Data items =>

----------------

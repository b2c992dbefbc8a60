//! Logging initialization for capture.
//!
//! API server mode: logs to `<state>/logs/capture-{datetime}.log`
//! CLI mode: logs to stderr

use anyhow::Result;
use std::path::{Path, PathBuf};
use tracing_appender::non_blocking::WorkerGuard;
use tracing_subscriber::{layer::SubscriberExt, util::SubscriberInitExt};

use crate::config::Config;

/// Result of logging initialization
pub struct LoggingHandle {
    /// Guard that must be kept alive for the duration of the program.
    /// When dropped, ensures all buffered logs are flushed.
    pub _guard: Option<WorkerGuard>,

    /// Path to the log file (only set in server mode with file logging enabled)
    pub log_file_path: Option<PathBuf>,
}

/// Log file name for a process started now
fn log_file_name() -> String {
    let timestamp = chrono::Utc::now().format("%Y%m%dT%H%M%SZ");
    format!("capture-{}.log", timestamp)
}

/// Whether logs should go to a file instead of stderr
fn logs_to_file(config: &Config, is_server_mode: bool) -> bool {
    is_server_mode && config.logging.to_file
}

fn effective_level(config: &Config, debug_override: bool) -> String {
    if debug_override {
        "debug".to_string()
    } else {
        config.logging.level.clone()
    }
}

/// Initialize logging based on mode and configuration.
///
/// # Arguments
/// * `config` - Application configuration
/// * `is_server_mode` - Whether the long-running API server is starting
/// * `debug_override` - If true, override log level to "debug" (from --debug flag)
pub fn init_logging(
    config: &Config,
    is_server_mode: bool,
    debug_override: bool,
) -> Result<LoggingHandle> {
    let log_level = effective_level(config, debug_override);
    let filter = tracing_subscriber::EnvFilter::new(std::env::var("RUST_LOG").unwrap_or(log_level));

    if logs_to_file(config, is_server_mode) {
        let logs_dir = config.logs_path();
        std::fs::create_dir_all(&logs_dir)?;

        let log_filename = log_file_name();
        let log_file_path = logs_dir.join(&log_filename);

        let file_appender = tracing_appender::rolling::never(&logs_dir, &log_filename);
        let (non_blocking, guard) = tracing_appender::non_blocking(file_appender);

        tracing_subscriber::registry()
            .with(filter)
            .with(
                tracing_subscriber::fmt::layer()
                    .with_target(false)
                    .with_ansi(false) // No ANSI codes in log files
                    .with_writer(non_blocking),
            )
            .init();

        Ok(LoggingHandle {
            _guard: Some(guard),
            log_file_path: Some(log_file_path),
        })
    } else {
        tracing_subscriber::registry()
            .with(filter)
            .with(
                tracing_subscriber::fmt::layer()
                    .with_target(false)
                    .with_writer(std::io::stderr),
            )
            .init();

        Ok(LoggingHandle {
            _guard: None,
            log_file_path: None,
        })
    }
}

/// Print the session log location if anything was written to it
pub fn report_log_file(path: &Path) {
    if let Ok(metadata) = path.metadata() {
        if metadata.len() > 0 {
            eprintln!("Session log: {}", path.display());
        }
    }
}
//! API state management for the REST server.

use std::sync::Arc;

use anyhow::{Context, Result};
use tokio::sync::Mutex;

use crate::config::Config;
use crate::flow::FormFlow;
use crate::store::LocalStore;
use crate::submission::SubmissionQueue;

/// Shared state for the REST API
#[derive(Clone)]
pub struct ApiState {
    /// Local store; one writer at a time, held across a whole submission
    pub store: Arc<Mutex<LocalStore>>,
    pub config: Arc<Config>,
    pub flow: Arc<FormFlow>,
    pub queue: Arc<SubmissionQueue>,
}

impl ApiState {
    pub fn new(config: Config, store: LocalStore, queue: SubmissionQueue) -> Self {
        let flow = FormFlow::from_config(&config.flow);
        Self {
            store: Arc::new(Mutex::new(store)),
            config: Arc::new(config),
            flow: Arc::new(flow),
            queue: Arc::new(queue),
        }
    }

    /// Open the configured store and build the backends from config
    pub fn from_config(config: Config) -> Result<Self> {
        let store = LocalStore::open(config.store_path())
            .with_context(|| format!("Failed to open store at {}", config.store_path().display()))?;
        let queue = SubmissionQueue::from_config(&config).context("Failed to set up backends")?;
        Ok(Self::new(config, store, queue))
    }
}


#[cfg(test)]
impl ApiState {
    /// State over an in-memory store with default backends
    pub(crate) fn in_memory() -> Self {
        let config = Config::default();
        let queue = SubmissionQueue::from_config(&config).unwrap();
        Self::new(config, LocalStore::in_memory(), queue)
    }
}
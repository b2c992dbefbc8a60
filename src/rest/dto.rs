//! Data Transfer Objects for the REST API.

use std::collections::BTreeMap;

use chrono::{DateTime, Utc};
use serde::{Deserialize, Serialize};
use serde_json::Value;
use utoipa::ToSchema;

use crate::flow::{CaseContext, Direction};
use crate::stepper::StepPosition;
use crate::store::{Answers, ClearSummary, FormPage, FormSession, PendingForm};
use crate::submission::{SubmissionOutcome, SubmissionReport};

// =============================================================================
// Health DTOs
// =============================================================================

#[derive(Debug, Serialize, Deserialize, ToSchema)]
pub struct HealthResponse {
    pub status: String,
    pub version: String,
}

#[derive(Debug, Serialize, Deserialize, ToSchema)]
pub struct StatusResponse {
    pub status: String,
    pub version: String,
    pub pending_forms: usize,
    pub unsynced_forms: usize,
    pub sessions: usize,
    pub primary_backend: String,
    pub primary_configured: bool,
    #[serde(skip_serializing_if = "Option::is_none")]
    pub fallback_backend: Option<String>,
}

// =============================================================================
// Pending form DTOs
// =============================================================================

#[derive(Debug, Serialize, Deserialize, ToSchema)]
pub struct PendingFormResponse {
    pub id: u64,
    pub template_id: String,
    pub case_id: String,
    #[schema(value_type = Object)]
    pub answers: Answers,
    pub volunteer_id: Option<String>,
    pub study_number: Option<String>,
    pub synced: bool,
    pub created_at: DateTime<Utc>,
    pub last_modified: DateTime<Utc>,
}

impl From<PendingForm> for PendingFormResponse {
    fn from(form: PendingForm) -> Self {
        Self {
            id: form.id,
            template_id: form.template_id,
            case_id: form.case_id,
            answers: form.answers,
            volunteer_id: form.volunteer_id,
            study_number: form.study_number,
            synced: form.synced,
            created_at: form.created_at,
            last_modified: form.last_modified,
        }
    }
}

/// Filters for `GET /api/v1/pending`
#[derive(Debug, Default, Deserialize, ToSchema)]
pub struct PendingQuery {
    pub case_id: Option<String>,
    /// Only records not yet accepted by a backend
    #[serde(default)]
    pub unsynced: bool,
}

/// Body of `PUT /api/v1/cases/{case_id}/forms/{template}`
#[derive(Debug, Deserialize, ToSchema)]
pub struct SaveAnswersRequest {
    #[schema(value_type = Object)]
    pub answers: Answers,
    pub volunteer_id: Option<String>,
    pub study_number: Option<String>,
    /// Navigate after saving; requires `project`
    pub direction: Option<Direction>,
    pub project: Option<String>,
}

#[derive(Debug, Serialize, Deserialize, ToSchema)]
pub struct SaveAnswersResponse {
    pub form: PendingFormResponse,
    /// Route of the neighbouring form, when navigation was requested
    pub next_route: Option<String>,
}

// =============================================================================
// Session DTOs
// =============================================================================

#[derive(Debug, Deserialize, ToSchema)]
pub struct StartSessionRequest {
    pub volunteer_id: String,
    pub study_number: String,
    /// Defaults to the configured form sequence
    pub form_sequence: Option<Vec<String>>,
}

#[derive(Debug, Serialize, Deserialize, ToSchema)]
pub struct SessionResponse {
    pub case_id: String,
    pub volunteer_id: String,
    pub study_number: String,
    pub current_form: Option<String>,
    pub current_step: usize,
    pub total_steps: usize,
    pub form_sequence: Vec<String>,
    pub can_navigate_next: bool,
    pub can_navigate_previous: bool,
    pub completed_forms: Vec<String>,
    #[schema(value_type = Object)]
    pub form_data: BTreeMap<String, Value>,
    pub validation_errors: BTreeMap<String, Vec<String>>,
    pub created_at: DateTime<Utc>,
    pub last_modified: DateTime<Utc>,
}

impl From<&FormSession> for SessionResponse {
    fn from(session: &FormSession) -> Self {
        Self {
            case_id: session.case_id.clone(),
            volunteer_id: session.volunteer_id.clone(),
            study_number: session.study_number.clone(),
            current_form: session.current_form.clone(),
            current_step: session.navigation_state.current_step,
            total_steps: session.navigation_state.total_steps,
            form_sequence: session.navigation_state.form_sequence.clone(),
            can_navigate_next: session.navigation_state.can_navigate_next(),
            can_navigate_previous: session.navigation_state.can_navigate_previous(),
            completed_forms: session.completed_forms.iter().cloned().collect(),
            form_data: session
                .form_data
                .iter()
                .map(|(k, v)| (k.clone(), Value::Object(v.clone())))
                .collect(),
            validation_errors: session.validation_errors.clone(),
            created_at: session.created_at,
            last_modified: session.last_modified,
        }
    }
}

#[derive(Debug, Deserialize, ToSchema)]
pub struct CompleteFormRequest {
    pub template_id: String,
    #[serde(default)]
    #[schema(value_type = Object)]
    pub answers: Answers,
}

/// Body of `POST /api/v1/cases/{case_id}/session/navigate`.
/// Exactly one of `direction` and `template_id` is given.
#[derive(Debug, Default, Deserialize, ToSchema)]
pub struct NavigateRequest {
    pub direction: Option<Direction>,
    pub template_id: Option<String>,
}

#[derive(Debug, Serialize, Deserialize, ToSchema)]
pub struct NavigateResponse {
    /// False when the session was already at the edge of its sequence
    pub moved: bool,
    pub session: SessionResponse,
}

#[derive(Debug, Serialize, Deserialize, ToSchema)]
pub struct ClearSessionResponse {
    pub sessions: usize,
    pub pages: usize,
    pub pending_forms: usize,
}

impl From<ClearSummary> for ClearSessionResponse {
    fn from(summary: ClearSummary) -> Self {
        Self {
            sessions: summary.sessions,
            pages: summary.pages,
            pending_forms: summary.pending_forms,
        }
    }
}

// =============================================================================
// Page DTOs
// =============================================================================

#[derive(Debug, Deserialize, ToSchema)]
pub struct SavePageRequest {
    #[serde(default)]
    #[schema(value_type = Object)]
    pub data: Answers,
    #[serde(default)]
    pub is_valid: bool,
    #[serde(default)]
    pub validation_errors: Vec<String>,
}

#[derive(Debug, Serialize, Deserialize, ToSchema)]
pub struct PageResponse {
    pub case_id: String,
    pub form_id: String,
    pub page_name: String,
    #[schema(value_type = Object)]
    pub data: Answers,
    pub is_valid: bool,
    pub validation_errors: Vec<String>,
    pub last_modified: DateTime<Utc>,
}

impl From<FormPage> for PageResponse {
    fn from(page: FormPage) -> Self {
        Self {
            case_id: page.case_id,
            form_id: page.form_id,
            page_name: page.page_name,
            data: page.data,
            is_valid: page.is_valid,
            validation_errors: page.validation_errors,
            last_modified: page.last_modified,
        }
    }
}

// =============================================================================
// Submission DTOs
// =============================================================================

/// Identifiers completing the case from the path
#[derive(Debug, Default, Deserialize, ToSchema)]
pub struct SubmitRequest {
    pub volunteer_id: Option<String>,
    pub study_number: Option<String>,
}

#[derive(Debug, Serialize, Deserialize, ToSchema)]
pub struct SubmissionResponse {
    pub outcome: SubmissionOutcome,
    pub message: String,
    pub report: SubmissionReport,
}

impl From<SubmissionReport> for SubmissionResponse {
    fn from(report: SubmissionReport) -> Self {
        Self {
            outcome: report.outcome(),
            message: report.message(),
            report,
        }
    }
}

// =============================================================================
// Stepper DTOs
// =============================================================================

#[derive(Debug, Deserialize, ToSchema)]
pub struct ResolveRequest {
    /// Current location, `path?query`
    pub location: String,
}

#[derive(Debug, Serialize, Deserialize, ToSchema)]
pub struct ResolveResponse {
    pub position: StepPosition,
    pub progress: String,
    pub percentage_complete: u8,
    pub context: CaseContext,
}
use serde::{Deserialize, Serialize};
use utoipa::ToSchema;

/// Result of one record's submission
#[derive(Debug, Clone, PartialEq, Eq, Serialize, Deserialize, ToSchema)]
pub struct ItemOutcome {
    pub pending_id: u64,
    pub template_id: String,
    pub case_id: String,
    /// Backend that accepted the record, `None` when every backend failed
    pub backend: Option<String>,
    pub remote_id: Option<String>,
    /// One message per failed backend attempt
    #[serde(default)]
    pub errors: Vec<String>,
}

impl ItemOutcome {
    pub fn succeeded(&self) -> bool {
        self.backend.is_some()
    }
}

/// Overall result of a batch
#[derive(Debug, Clone, Copy, PartialEq, Eq, Serialize, Deserialize, ToSchema)]
#[serde(tag = "kind", rename_all = "snake_case")]
pub enum SubmissionOutcome {
    NothingToSubmit,
    AllSucceeded,
    Partial { succeeded: usize, total: usize },
    AllFailed,
}

/// Counts and per-record outcomes of a submission batch
#[derive(Debug, Clone, Default, PartialEq, Eq, Serialize, Deserialize, ToSchema)]
pub struct SubmissionReport {
    /// Records attempted
    pub total: usize,
    pub succeeded: usize,
    /// Records left out because they were already synced
    pub skipped: usize,
    pub items: Vec<ItemOutcome>,
}

impl SubmissionReport {
    pub(crate) fn record(&mut self, item: ItemOutcome) {
        self.total += 1;
        if item.succeeded() {
            self.succeeded += 1;
        }
        self.items.push(item);
    }

    pub fn failed(&self) -> usize {
        self.total - self.succeeded
    }

    pub fn outcome(&self) -> SubmissionOutcome {
        match (self.succeeded, self.total) {
            (_, 0) => SubmissionOutcome::NothingToSubmit,
            (s, t) if s == t => SubmissionOutcome::AllSucceeded,
            (0, _) => SubmissionOutcome::AllFailed,
            (succeeded, total) => SubmissionOutcome::Partial { succeeded, total },
        }
    }

    /// Status line shown to the user after a batch
    pub fn message(&self) -> String {
        match self.outcome() {
            SubmissionOutcome::NothingToSubmit => "No pending forms to submit.".to_string(),
            SubmissionOutcome::AllSucceeded => {
                "All completed forms submitted to server successfully.".to_string()
            }
            SubmissionOutcome::Partial { succeeded, total } => {
                format!("{}/{} forms submitted, some failed.", succeeded, total)
            }
            SubmissionOutcome::AllFailed => "No forms could be submitted.".to_string(),
        }
    }

    /// Error lines of failed records, `"<template>: <error>"`
    pub fn errors(&self) -> Vec<String> {
        self.items
            .iter()
            .filter(|i| !i.succeeded())
            .flat_map(|i| {
                i.errors
                    .iter()
                    .map(move |e| format!("{}: {}", i.template_id, e))
            })
            .collect()
    }
}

----------------

Task objective =>
Retype only this range exactly: the first line of the data through the line where "use tracing_appender::non_blocking::WorkerGuard;" appears.

Response box =>
repository b2c992dbefbc8a60
//! Logging initialization for capture.
//!
//! API server mode: logs to `<state>/logs/capture-{datetime}.log`
//! CLI mode: logs to stderr

use anyhow::Result;
use std::path::{Path, PathBuf};
use tracing_appender::non_blocking::WorkerGuard;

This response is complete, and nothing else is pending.